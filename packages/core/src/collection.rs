//! Typed collections: lists and maps tagged with one element type.
//!
//! The element tag lives on each instance and is fixed at construction.
//! Two collections built from different `of_type` parametrizations never
//! share any state.

use std::collections::BTreeMap;

use crate::object::Object;
use crate::types::{CollectionKind, CollectionType, DeclaredType};

/// An ordered sequence whose elements are governed by one declared type.
///
/// ```rust
/// use flatrec_core::{DeclaredType, Object, TypedList};
///
/// let declared = TypedList::of_type(DeclaredType::Int);
/// let mut list = TypedList::new(DeclaredType::Int);
/// list.push(7);
///
/// assert_eq!(Object::from(list).runtime_type(), declared);
/// ```
#[derive(Clone, Debug, PartialEq)]
pub struct TypedList {
    element: DeclaredType,
    items: Vec<Object>,
}

impl TypedList {
    /// A new typed-list declaration binding `element`.
    pub fn of_type(element: DeclaredType) -> DeclaredType {
        DeclaredType::Collection(CollectionType::new(CollectionKind::List, element))
    }

    pub fn new(element: DeclaredType) -> Self {
        Self {
            element,
            items: Vec::new(),
        }
    }

    pub fn from_items<I, T>(element: DeclaredType, items: I) -> Self
    where
        I: IntoIterator<Item = T>,
        T: Into<Object>,
    {
        Self {
            element,
            items: items.into_iter().map(Into::into).collect(),
        }
    }

    pub fn element_type(&self) -> &DeclaredType {
        &self.element
    }

    pub fn push(&mut self, item: impl Into<Object>) {
        self.items.push(item.into());
    }

    pub fn get(&self, index: usize) -> Option<&Object> {
        self.items.get(index)
    }

    pub fn get_mut(&mut self, index: usize) -> Option<&mut Object> {
        self.items.get_mut(index)
    }

    pub fn len(&self) -> usize {
        self.items.len()
    }

    pub fn is_empty(&self) -> bool {
        self.items.is_empty()
    }

    pub fn iter(&self) -> std::slice::Iter<'_, Object> {
        self.items.iter()
    }

    pub fn items(&self) -> &[Object] {
        &self.items
    }
}

impl<'a> IntoIterator for &'a TypedList {
    type Item = &'a Object;
    type IntoIter = std::slice::Iter<'a, Object>;

    fn into_iter(self) -> Self::IntoIter {
        self.items.iter()
    }
}

/// A key-ordered map whose values are governed by one declared type.
#[derive(Clone, Debug, PartialEq)]
pub struct TypedMap {
    element: DeclaredType,
    entries: BTreeMap<String, Object>,
}

impl TypedMap {
    /// A new typed-map declaration binding `element`.
    pub fn of_type(element: DeclaredType) -> DeclaredType {
        DeclaredType::Collection(CollectionType::new(CollectionKind::Map, element))
    }

    pub fn new(element: DeclaredType) -> Self {
        Self {
            element,
            entries: BTreeMap::new(),
        }
    }

    pub fn from_entries<I, K, V>(element: DeclaredType, entries: I) -> Self
    where
        I: IntoIterator<Item = (K, V)>,
        K: Into<String>,
        V: Into<Object>,
    {
        Self {
            element,
            entries: entries
                .into_iter()
                .map(|(k, v)| (k.into(), v.into()))
                .collect(),
        }
    }

    pub fn element_type(&self) -> &DeclaredType {
        &self.element
    }

    /// Insert a value, returning the one it replaced.
    pub fn insert(&mut self, key: impl Into<String>, value: impl Into<Object>) -> Option<Object> {
        self.entries.insert(key.into(), value.into())
    }

    pub fn get(&self, key: &str) -> Option<&Object> {
        self.entries.get(key)
    }

    pub fn get_mut(&mut self, key: &str) -> Option<&mut Object> {
        self.entries.get_mut(key)
    }

    pub fn remove(&mut self, key: &str) -> Option<Object> {
        self.entries.remove(key)
    }

    pub fn len(&self) -> usize {
        self.entries.len()
    }

    pub fn is_empty(&self) -> bool {
        self.entries.is_empty()
    }

    pub fn iter(&self) -> std::collections::btree_map::Iter<'_, String, Object> {
        self.entries.iter()
    }
}

impl<'a> IntoIterator for &'a TypedMap {
    type Item = (&'a String, &'a Object);
    type IntoIter = std::collections::btree_map::Iter<'a, String, Object>;

    fn into_iter(self) -> Self::IntoIter {
        self.entries.iter()
    }
}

※ ※ ※

- What you should do:
Search the entries for the word "governed" and copy every line that holds it.

- Your response:
/// An ordered sequence whose elements are governed by one declared type.
/// A key-ordered map whose values are governed by one declared type.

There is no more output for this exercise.